Ben Carson charged on Tuesday that Ted Cruz needs to fire campaign staffers for falsely telling Iowa caucusgoers to support the Texas senator because the retired neurosurgeon was planning on quitting the race.
“If Ted Cruz doesn’t know about this, then he clearly needs to very quickly get rid of some people in his organization,” Carson said on Fox News’ “Fox and Friends.” “And if he does know about it, isn’t this the exact kind of thing that the American people are tired of? Why would we want to continue with that kind of shenanigan?”
“If he did know about it, he needs to come out and admit what he did and try to offer a solution,” Carson added.
Cruz issued an apology to Carson later on Tuesday calling the incident a “mistake.”
Cruz said in a statement Tuesday that his campaign staff saw a CNN report that Carson was dropping out, although CNN had not characterized Carson’s actions that way.
“Last night when our political team saw the CNN post saying that Dr. Carson was not carrying on to New Hampshire and South Carolina, our campaign updated grassroots leaders just as we would with any breaking news story,” Cruz said in a statement first shared with CNN. “That’s fair game. What the team then should have done was send around the follow-up statement from the Carson campaign clarifying that he was indeed staying in the race when that came out.”
The Cruz campaign had seized on the news late Monday that Carson would not travel directly from Iowa to New Hampshire or South Carolina, and incorrectly suggested to precinct captains it was a sign that he would be dropping out of the race while the caucus was still in progress.
Cruz Iowa staffer Spence Rogers sent precinct captains an email during the caucus hinting that Carson planned to leave the race, despite the fact that Carson’s campaign said he would continue.
“Breaking News. The press is reporting that Dr. Ben Carson is taking time off from the campaign trail after Iowa and making a big announcement next week,” the email, acquired by CNN, read. “Please inform any Carson caucus goers of this news and urge them to caucus for Ted Cruz.”
Meanwhile, Cruz surrogate Iowa Rep. Steve King told followers on Twitter that “Carson looks like he is out.”
Carson told Fox News that his wife, Candy, was left to correct the Cruz campaign’s misinformation at one event.

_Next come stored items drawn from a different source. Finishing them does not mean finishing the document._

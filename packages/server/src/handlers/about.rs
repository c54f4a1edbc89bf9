use crate::extractors::auth::MaybeUser;
use crate::templates::about::{AuthorPage, TechPage};
use crate::templates::{Format, Page};

pub async fn author(MaybeUser(viewer): MaybeUser, format: Format) -> Page<AuthorPage> {
    Page::new(format, AuthorPage {}).viewer(viewer.as_ref())
}

pub async fn tech(MaybeUser(viewer): MaybeUser, format: Format) -> Page<TechPage> {
    Page::new(format, TechPage {}).viewer(viewer.as_ref())
}
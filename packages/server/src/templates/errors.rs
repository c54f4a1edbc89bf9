use serde::Serialize;

use super::Template;
use super::html::e;

#[derive(Serialize)]
pub struct NotFoundPage {
    pub path: String,
}

impl Template for NotFoundPage {
    const NAME: &'static str = "core/404.html";

    fn title(&self) -> String {
        "Page not found".into()
    }

    fn body(&self) -> String {
        format!(
            r#"<h1>Custom 404</h1>
<p>Page {} not found</p>
<a href="/">Go to the main page</a>"#,
            e(&self.path)
        )
    }
}

#[derive(Serialize)]
pub struct BadRequestPage {
    pub message: String,
}

impl Template for BadRequestPage {
    const NAME: &'static str = "core/400.html";

    fn title(&self) -> String {
        "Bad request".into()
    }

    fn body(&self) -> String {
        format!("<h1>Bad request</h1>\n<p>{}</p>", e(&self.message))
    }
}

#[derive(Serialize)]
pub struct ServerErrorPage {}

impl Template for ServerErrorPage {
    const NAME: &'static str = "core/500.html";

    fn title(&self) -> String {
        "Server error".into()
    }

    fn body(&self) -> String {
        "<h1>Server error</h1>\n<p>Something went wrong. Please try again later.</p>".into()
    }
}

“She spoke at one of the caucus sites and before she got there one of the Cruz people had again disseminated that information to the crowd,” he said. “And one of the organizers told her ‘I’m so glad you’re here, so you could set the record straight.’ And she did and we actually won in that precinct.”

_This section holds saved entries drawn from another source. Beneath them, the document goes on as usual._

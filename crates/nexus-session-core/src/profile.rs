use chrono::{DateTime, Utc};
use serde::{Deserialize, Serialize};
use serde_json::Value;

use crate::identity::{Document, Identity};
use crate::router::AppRoute;

pub const ROLE_FIELD: &str = "role";

#[derive(Debug, Clone, Copy, PartialEq, Eq, Hash, Serialize, Deserialize)]
#[serde(rename_all = "snake_case")]
pub enum Role {
    SuperAdmin,
    Admin,
}

impl Role {
    #[must_use]
    pub fn as_str(self) -> &'static str {
        match self {
            Self::SuperAdmin => "super_admin",
            Self::Admin => "admin",
        }
    }

    /// Normalizes the spellings found in stored profile documents.
    #[must_use]
    pub fn parse(raw: &str) -> Option<Self> {
        let normalized = raw.trim().to_ascii_lowercase().replace([' ', '-'], "_");
        match normalized.as_str() {
            "super_admin" | "superadmin" => Some(Self::SuperAdmin),
            "admin" => Some(Self::Admin),
            _ => None,
        }
    }

    #[must_use]
    pub fn home_route(self) -> AppRoute {
        match self {
            Self::SuperAdmin => AppRoute::SuperAdminHome,
            Self::Admin => AppRoute::AdminHome,
        }
    }
}

impl std::fmt::Display for Role {
    fn fmt(&self, f: &mut std::fmt::Formatter<'_>) -> std::fmt::Result {
        f.write_str(self.as_str())
    }
}

#[derive(Debug, Clone, PartialEq, Eq, thiserror::Error)]
pub enum ProfileError {
    #[error("profile_role_missing")]
    MissingRole,
    #[error("profile_role_unknown:{raw}")]
    UnknownRole { raw: String },
}

/// Extended attributes stored alongside the role in the profile document.
#[derive(Debug, Clone, Default, PartialEq, Eq, Serialize, Deserialize)]
#[serde(rename_all = "camelCase")]
pub struct Profile {
    #[serde(default, skip_serializing_if = "Option::is_none")]
    pub name: Option<String>,
    #[serde(default, skip_serializing_if = "Option::is_none")]
    pub phone: Option<String>,
    #[serde(default, skip_serializing_if = "Option::is_none")]
    pub address: Option<String>,
    #[serde(default, skip_serializing_if = "Option::is_none")]
    pub profile_picture: Option<String>,
}

impl Profile {
    fn from_document(document: &Document) -> Self {
        Self {
            name: string_field(document, "name"),
            phone: string_field(document, "phone"),
            address: string_field(document, "address"),
            profile_picture: string_field(document, "profilePicture"),
        }
    }
}

/// An authenticated identity together with its authorization role.
#[derive(Debug, Clone, PartialEq, Eq, Serialize, Deserialize)]
pub struct Principal {
    pub uid: String,
    #[serde(default, skip_serializing_if = "Option::is_none")]
    pub email: Option<String>,
    pub role: Role,
    #[serde(default)]
    pub profile: Profile,
}

impl Principal {
    /// Builds a principal from the identity and its profile document.
    ///
    /// `default_role` applies only when the document carries no role at all;
    /// an unrecognized role string is always rejected.
    pub fn from_profile_document(
        identity: &Identity,
        document: &Document,
        default_role: Option<Role>,
    ) -> Result<Self, ProfileError> {
        let role = match document.get(ROLE_FIELD) {
            None | Some(Value::Null) => default_role.ok_or(ProfileError::MissingRole)?,
            Some(Value::String(raw)) if raw.trim().is_empty() => {
                default_role.ok_or(ProfileError::MissingRole)?
            }
            Some(Value::String(raw)) => {
                Role::parse(raw).ok_or_else(|| ProfileError::UnknownRole { raw: raw.clone() })?
            }
            Some(other) => {
                return Err(ProfileError::UnknownRole {
                    raw: other.to_string(),
                });
            }
        };

        Ok(Self {
            uid: identity.uid.clone(),
            email: identity
                .email
                .clone()
                .or_else(|| string_field(document, "email")),
            role,
            profile: Profile::from_document(document),
        })
    }
}

/// Largest accepted profile picture upload.
pub const MAX_PICTURE_BYTES: u64 = 1 << 20;
pub const UPDATED_AT_FIELD: &str = "updatedAt";

#[derive(Debug, Clone, PartialEq, Eq)]
pub struct PictureUpload {
    /// Encoded image as stored in the profile document.
    pub data_url: String,
    /// Size of the original file.
    pub size_bytes: u64,
}

/// Editable profile fields. `None` leaves the stored value untouched.
#[derive(Debug, Clone, Default, PartialEq, Eq)]
pub struct ProfileUpdate {
    pub name: Option<String>,
    pub phone: Option<String>,
    pub address: Option<String>,
    pub picture: Option<PictureUpload>,
}

impl ProfileUpdate {
    #[must_use]
    pub fn picture_too_large(&self) -> bool {
        self.picture
            .as_ref()
            .is_some_and(|picture| picture.size_bytes > MAX_PICTURE_BYTES)
    }

    /// Fields to merge into the profile document. The role is never written.
    pub fn to_document(&self, updated_at: DateTime<Utc>) -> Document {
        let mut fields = Document::new();
        if let Some(name) = self.name.as_ref() {
            fields.insert("name".to_string(), Value::String(name.trim().to_string()));
        }
        if let Some(phone) = self.phone.as_ref() {
            fields.insert("phone".to_string(), Value::String(phone.trim().to_string()));
        }
        if let Some(address) = self.address.as_ref() {
            fields.insert(
                "address".to_string(),
                Value::String(address.trim().to_string()),
            );
        }
        if let Some(picture) = self.picture.as_ref() {
            fields.insert(
                "profilePicture".to_string(),
                Value::String(picture.data_url.clone()),
            );
        }
        fields.insert(
            UPDATED_AT_FIELD.to_string(),
            Value::String(updated_at.to_rfc3339()),
        );
        fields
    }

    /// Applies the update to an in-memory profile the same way the merge
    /// applies it to the stored document.
    pub fn apply_to(&self, profile: &mut Profile) {
        let non_empty = |value: &String| {
            let trimmed = value.trim();
            (!trimmed.is_empty()).then(|| trimmed.to_string())
        };
        if let Some(name) = self.name.as_ref() {
            profile.name = non_empty(name);
        }
        if let Some(phone) = self.phone.as_ref() {
            profile.phone = non_empty(phone);
        }
        if let Some(address) = self.address.as_ref() {
            profile.address = non_empty(address);
        }
        if let Some(picture) = self.picture.as_ref() {
            profile.profile_picture = non_empty(&picture.data_url);
        }
    }
}

fn string_field(document: &Document, key: &str) -> Option<String> {
    document
        .get(key)
        .and_then(Value::as_str)
        .map(str::trim)
        .filter(|value| !value.is_empty())
        .map(ToString::to_string)
}

#[cfg(test)]
mod tests {
    use super::*;
    use chrono::TimeZone;
    use serde_json::json;

    fn identity() -> Identity {
        Identity::new("42").with_email("ada@nexus.test")
    }

    fn document(value: Value) -> Document {
        match value {
            Value::Object(map) => map,
            _ => Document::new(),
        }
    }

    #[test]
    fn role_parse_accepts_known_spellings() {
        assert_eq!(Role::parse("super_admin"), Some(Role::SuperAdmin));
        assert_eq!(Role::parse("super-admin"), Some(Role::SuperAdmin));
        assert_eq!(Role::parse(" Super Admin "), Some(Role::SuperAdmin));
        assert_eq!(Role::parse("ADMIN"), Some(Role::Admin));
        assert_eq!(Role::parse("guest"), None);
        assert_eq!(Role::parse(""), None);
    }

    #[test]
    fn principal_reads_role_and_profile_fields() {
        let principal = Principal::from_profile_document(
            &identity(),
            &document(json!({
                "role": "admin",
                "name": "Ada",
                "phone": " ",
                "profilePicture": "data:image/png;base64,AAAA",
            })),
            None,
        )
        .expect("valid profile");

        assert_eq!(principal.uid, "42");
        assert_eq!(principal.role, Role::Admin);
        assert_eq!(principal.email.as_deref(), Some("ada@nexus.test"));
        assert_eq!(principal.profile.name.as_deref(), Some("Ada"));
        assert_eq!(principal.profile.phone, None);
        assert!(principal.profile.profile_picture.is_some());
    }

    #[test]
    fn missing_role_fails_closed_without_configured_default() {
        let error = Principal::from_profile_document(&identity(), &document(json!({})), None)
            .expect_err("role required");
        assert_eq!(error, ProfileError::MissingRole);

        let error =
            Principal::from_profile_document(&identity(), &document(json!({"role": null})), None)
                .expect_err("null role rejected");
        assert_eq!(error, ProfileError::MissingRole);
    }

    #[test]
    fn configured_default_role_applies_only_to_missing_role() {
        let principal =
            Principal::from_profile_document(&identity(), &document(json!({})), Some(Role::Admin))
                .expect("default applied");
        assert_eq!(principal.role, Role::Admin);

        let error = Principal::from_profile_document(
            &identity(),
            &document(json!({"role": "guest"})),
            Some(Role::Admin),
        )
        .expect_err("unknown role never defaulted");
        assert_eq!(
            error,
            ProfileError::UnknownRole {
                raw: "guest".to_string()
            }
        );
    }

    #[test]
    fn non_string_role_is_rejected() {
        let error =
            Principal::from_profile_document(&identity(), &document(json!({"role": 7})), None)
                .expect_err("numeric role rejected");
        assert_eq!(
            error,
            ProfileError::UnknownRole {
                raw: "7".to_string()
            }
        );
    }

    #[test]
    fn email_falls_back_to_document() {
        let principal = Principal::from_profile_document(
            &Identity::new("7"),
            &document(json!({"role": "super_admin", "email": "root@nexus.test"})),
            None,
        )
        .expect("valid profile");
        assert_eq!(principal.email.as_deref(), Some("root@nexus.test"));
        assert_eq!(principal.role.home_route(), AppRoute::SuperAdminHome);
    }

    #[test]
    fn profile_update_never_writes_role() {
        let update = ProfileUpdate {
            name: Some(" Ada Lovelace ".to_string()),
            phone: None,
            address: Some("1 Analytical Way".to_string()),
            picture: None,
        };
        let updated_at = Utc
            .timestamp_opt(1_700_000_000, 0)
            .single()
            .expect("valid timestamp");
        let fields = update.to_document(updated_at);

        assert_eq!(fields.get("name"), Some(&json!("Ada Lovelace")));
        assert_eq!(fields.get("address"), Some(&json!("1 Analytical Way")));
        assert!(!fields.contains_key("phone"));
        assert!(!fields.contains_key(ROLE_FIELD));
        assert_eq!(
            fields.get(UPDATED_AT_FIELD),
            Some(&json!(updated_at.to_rfc3339()))
        );

        let mut profile = Profile {
            phone: Some("555".to_string()),
            ..Profile::default()
        };
        update.apply_to(&mut profile);
        assert_eq!(profile.name.as_deref(), Some("Ada Lovelace"));
        assert_eq!(profile.phone.as_deref(), Some("555"));
    }

    #[test]
    fn picture_limit_is_one_mebibyte() {
        let mut update = ProfileUpdate {
            picture: Some(PictureUpload {
                data_url: "data:image/png;base64,AAAA".to_string(),
                size_bytes: MAX_PICTURE_BYTES,
            }),
            ..ProfileUpdate::default()
        };
        assert!(!update.picture_too_large());
        if let Some(picture) = update.picture.as_mut() {
            picture.size_bytes += 1;
        }
        assert!(update.picture_too_large());
    }
}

Carson’s campaign was furious when they first learned of the tactic, and Carson decried it as a “dirty trick” during remarks Monday night at a party with supporters in West Des Moines.
“This is really a dirty trick,” Carson said. “This makes me more determined than ever to keep going.”

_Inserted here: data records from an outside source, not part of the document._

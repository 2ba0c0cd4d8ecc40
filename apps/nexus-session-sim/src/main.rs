use std::rc::Rc;

use anyhow::{Context, Result, anyhow, bail, ensure};
use clap::{Args, Parser, Subcommand};
use nexus_session_core::memory::{
    MemoryDocumentStore, MemoryIdentityProvider, MemoryStorage, SharedMemoryOrigin,
};
use nexus_session_core::{
    AuthState, CoordinatorConfig, GuardView, Identity, PasswordRecovery, Role, SessionCoordinator,
    SharedStorage, TabContext,
};
use serde_json::{Value, json};

type Coordinator = SessionCoordinator<MemoryIdentityProvider, MemoryDocumentStore>;

#[derive(Parser)]
#[command(name = "nexus-session-sim")]
#[command(about = "Simulate browser tabs sharing one Nexus dashboard origin")]
struct Cli {
    /// Disable shared storage so tabs cannot hear each other.
    #[arg(long, global = true)]
    isolated: bool,
    #[command(subcommand)]
    command: Commands,
}

#[derive(Subcommand)]
enum Commands {
    /// Sign an admin in and ask for the super admin section.
    #[command(name = "role-redirect")]
    RoleRedirect(SignInArgs),
    /// Sign in an identity that has no profile document.
    #[command(name = "missing-profile")]
    MissingProfile(SignInArgs),
    /// Sign out in one tab and watch the others follow.
    #[command(name = "cross-tab-logout")]
    CrossTabLogout(TabsArgs),
    /// Open several tabs and report which one renders protected pages.
    #[command(name = "active-tab")]
    ActiveTab(TabsArgs),
    /// Walk the forgot-password, verify-code and reset-password pages.
    #[command(name = "password-reset")]
    PasswordReset(ResetArgs),
    /// Run every scenario with default arguments.
    All,
}

#[derive(Args, Clone)]
struct SignInArgs {
    #[arg(long, default_value = "42")]
    uid: String,
    #[arg(long, default_value = "admin")]
    role: String,
}

#[derive(Args, Clone)]
struct TabsArgs {
    #[arg(long, default_value_t = 2)]
    tabs: usize,
}

#[derive(Args, Clone)]
struct ResetArgs {
    #[arg(long, default_value = "ada@nexus.test")]
    email: String,
    #[arg(long, default_value = "a much better password")]
    new_password: String,
}

struct SimTab {
    provider: Rc<MemoryIdentityProvider>,
    coordinator: Coordinator,
}

struct Origin {
    shared: Option<SharedMemoryOrigin>,
    documents: Rc<MemoryDocumentStore>,
    config: CoordinatorConfig,
}

impl Origin {
    fn new(isolated: bool) -> Result<Self> {
        let config = CoordinatorConfig::from_env().context("load coordinator config")?;
        Ok(Self {
            shared: (!isolated).then(SharedMemoryOrigin::new),
            documents: Rc::new(MemoryDocumentStore::new()),
            config,
        })
    }

    fn seed_profile(&self, uid: &str, role: &str) {
        self.documents.insert(
            &self.config.profile_collection,
            uid,
            json!({ "role": role, "email": format!("{uid}@nexus.test") }),
        );
    }

    fn open_tab(&self) -> SimTab {
        let provider = Rc::new(MemoryIdentityProvider::new());
        let shared_storage = self.shared.as_ref().map(|origin| {
            Rc::new(origin.open_tab()) as Rc<dyn SharedStorage>
        });
        let mut coordinator = SessionCoordinator::new(
            Rc::clone(&provider),
            Rc::clone(&self.documents),
            TabContext {
                tab_storage: Rc::new(MemoryStorage::new()),
                shared_storage,
            },
            self.config.clone(),
        );
        coordinator.start();
        SimTab {
            provider,
            coordinator,
        }
    }
}

#[tokio::main(flavor = "current_thread")]
async fn main() {
    tracing_subscriber::fmt()
        .with_env_filter(
            tracing_subscriber::EnvFilter::try_from_default_env()
                .unwrap_or_else(|_| tracing_subscriber::EnvFilter::new("info")),
        )
        .init();

    if let Err(error) = run().await {
        eprintln!("error: {error:#}");
        std::process::exit(1);
    }
}

async fn run() -> Result<()> {
    let cli = Cli::parse();
    let report = match cli.command {
        Commands::RoleRedirect(args) => run_role_redirect(cli.isolated, args).await?,
        Commands::MissingProfile(args) => run_missing_profile(cli.isolated, args).await?,
        Commands::CrossTabLogout(args) => run_cross_tab_logout(cli.isolated, args).await?,
        Commands::ActiveTab(args) => run_active_tab(cli.isolated, args).await?,
        Commands::PasswordReset(args) => run_password_reset(args).await?,
        Commands::All => {
            let sign_in = SignInArgs {
                uid: "42".to_string(),
                role: "admin".to_string(),
            };
            let tabs = TabsArgs { tabs: 2 };
            json!({
                "role_redirect": run_role_redirect(cli.isolated, sign_in.clone()).await?,
                "missing_profile": run_missing_profile(cli.isolated, sign_in).await?,
                "cross_tab_logout": run_cross_tab_logout(cli.isolated, tabs.clone()).await?,
                "active_tab": run_active_tab(cli.isolated, tabs).await?,
                "password_reset": run_password_reset(ResetArgs {
                    email: "ada@nexus.test".to_string(),
                    new_password: "a much better password".to_string(),
                })
                .await?,
            })
        }
    };
    println!("{}", serde_json::to_string_pretty(&report)?);
    Ok(())
}

async fn run_role_redirect(isolated: bool, args: SignInArgs) -> Result<Value> {
    let origin = Origin::new(isolated)?;
    origin.seed_profile(&args.uid, &args.role);
    let mut tab = origin.open_tab();

    tab.provider.emit(Some(Identity::new(args.uid.as_str())));
    tab.coordinator.process_pending().await;

    let principal = tab
        .coordinator
        .principal()
        .cloned()
        .ok_or_else(|| anyhow!("tab did not authenticate: {}", describe(tab.coordinator.state())))?;
    let views = [Role::SuperAdmin, Role::Admin]
        .into_iter()
        .map(|required| {
            (
                required.as_str().to_string(),
                Value::String(view_label(&tab.coordinator.guard(required))),
            )
        })
        .collect::<serde_json::Map<_, _>>();

    tracing::info!(uid = %principal.uid, role = %principal.role, "role redirect scenario done");
    Ok(json!({
        "tab_id": tab.coordinator.tab_id(),
        "uid": principal.uid,
        "role": principal.role.as_str(),
        "home": principal.role.home_route().to_path(),
        "guard": views,
    }))
}

async fn run_missing_profile(isolated: bool, args: SignInArgs) -> Result<Value> {
    let origin = Origin::new(isolated)?;
    let mut tab = origin.open_tab();

    tab.provider.emit(Some(Identity::new(args.uid.as_str())));
    tab.coordinator.process_pending().await;

    ensure!(
        tab.coordinator.state() == &AuthState::Unauthenticated,
        "expected forced sign-out, got {}",
        describe(tab.coordinator.state())
    );
    Ok(json!({
        "uid": args.uid,
        "state": tab.coordinator.state().as_str(),
        "provider_sign_outs": tab.provider.sign_out_calls(),
        "notice": tab.coordinator.notice().map(ToString::to_string),
    }))
}

async fn run_cross_tab_logout(isolated: bool, args: TabsArgs) -> Result<Value> {
    if args.tabs < 2 {
        bail!("--tabs must be at least 2");
    }
    let origin = Origin::new(isolated)?;
    let mut tabs = Vec::with_capacity(args.tabs);
    for index in 0..args.tabs {
        let uid = format!("user-{index}");
        origin.seed_profile(&uid, if index == 0 { "super_admin" } else { "admin" });
        let mut tab = origin.open_tab();
        tab.provider.emit(Some(Identity::new(uid)));
        tab.coordinator.process_pending().await;
        tabs.push(tab);
    }

    let (first, rest) = tabs
        .split_first_mut()
        .context("at least one tab is open")?;
    first
        .coordinator
        .sign_out()
        .await
        .map_err(|error| anyhow!("sign out failed: {error}"))?;

    let mut followers = Vec::new();
    for tab in rest.iter_mut() {
        tab.coordinator.process_pending().await;
        followers.push(json!({
            "tab_id": tab.coordinator.tab_id(),
            "state": tab.coordinator.state().as_str(),
            "session_cleared": tab.coordinator.session().is_none(),
        }));
    }

    Ok(json!({
        "signed_out_tab": first.coordinator.tab_id(),
        "cross_tab": !isolated,
        "followers": followers,
    }))
}

async fn run_active_tab(isolated: bool, args: TabsArgs) -> Result<Value> {
    if args.tabs == 0 {
        bail!("--tabs must be at least 1");
    }
    let origin = Origin::new(isolated)?;
    origin.seed_profile("42", "admin");
    let mut tabs = Vec::with_capacity(args.tabs);
    for _ in 0..args.tabs {
        let mut tab = origin.open_tab();
        tab.provider.emit(Some(Identity::new("42")));
        tab.coordinator.process_pending().await;
        tabs.push(tab);
    }

    let report = tabs
        .iter()
        .map(|tab| {
            json!({
                "tab_id": tab.coordinator.tab_id(),
                "activity": format!("{:?}", tab.coordinator.activity()),
                "dashboard": view_label(&tab.coordinator.guard(Role::Admin)),
            })
        })
        .collect::<Vec<_>>();
    Ok(Value::Array(report))
}

async fn run_password_reset(args: ResetArgs) -> Result<Value> {
    let provider = Rc::new(MemoryIdentityProvider::new());
    provider.register_account(&args.email, "forgotten password", "42");
    let recovery = PasswordRecovery::new(Rc::clone(&provider));

    let next = recovery
        .request_reset(&args.email)
        .await
        .map_err(|error| anyhow!("{error}"))?;
    let code = provider
        .last_reset_code()
        .context("provider did not issue a reset code")?;
    let (code, email) = recovery
        .verify_code(&code)
        .await
        .map_err(|error| anyhow!("{error}"))?;
    let done = recovery
        .confirm_reset(&code, &args.new_password, &args.new_password)
        .await
        .map_err(|error| anyhow!("{error}"))?;

    Ok(json!({
        "email": email,
        "after_request": next.to_path(),
        "after_confirm": done.to_path(),
        "password_changed": provider.password_of(&args.email).as_deref()
            == Some(args.new_password.as_str()),
    }))
}

fn view_label(view: &GuardView) -> String {
    match view {
        GuardView::Loading => "loading".to_string(),
        GuardView::Render => "render".to_string(),
        GuardView::Hidden => "hidden".to_string(),
        GuardView::Redirect(route) => format!("redirect:{}", route.to_path()),
        GuardView::Failed(error) => format!("failed:{error}"),
    }
}

fn describe(state: &AuthState) -> String {
    match state {
        AuthState::Error(error) => format!("error ({error})"),
        AuthState::Authenticating { uid } => format!("authenticating {uid}"),
        other => other.as_str().to_string(),
    }
}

Cruz’s campaign defended the Rogers message to the precinct captains.
“Carson said he was taking time off to go home. We simply repeated what he said,” Cruz spokeswoman Catherine Frazier said Monday. “Our email simply stated the facts.”
When asked what the “big announcement” mentioned in the email referred to, Frazier did not respond.
Carson will go home to Florida following the Iowa caucuses instead of flying directly to early-voting states New Hampshire and South Carolina, regardless of what happens in the first-in-the-nation voting state, so he can “get a fresh set of clothes,” his campaign said Monday.
Larry Ross, a spokesman for Carson, insisted in a statement that the retired neurosurgeon “is not suspending his presidential campaign, which is stronger than ever.”
“After spending 18 consecutive days on the campaign trail, Dr. Carson needs to go home and get a fresh set of clothes,” Ross said. “He will be departing Des Moines later tonight to avoid the snow storm and will be back on the trail Wednesday. We look forward to tonight’s caucus results and to meaningful debates in New Hampshire and South Carolina.”
Campaign manager Ed Brookover characterized the break as a “deep breath” after Iowa.
Carson will remain in Florida until he travels to the Washington, D.C., area for meetings on Wednesday. He’ll attend the National Prayer Breakfast on Thursday, and then he’ll head to North Carolina for a fundraiser and New Hampshire for Saturday’s Republican debate.
Despite the unusual travel plan, Carson projected confidence as voters packed caucus sites across the Hawkeye State, telling CNN’s Wolf Blitzer earlier on Monday that he believes there is “a very strong chance” he’ll finish among the top three candidates.
“The people who support me are extremely enthusiastic,” Carson said, suggesting pollsters have underestimated his backing.
Carson told Blitzer he would reassess his campaign no matter where he finished in Iowa.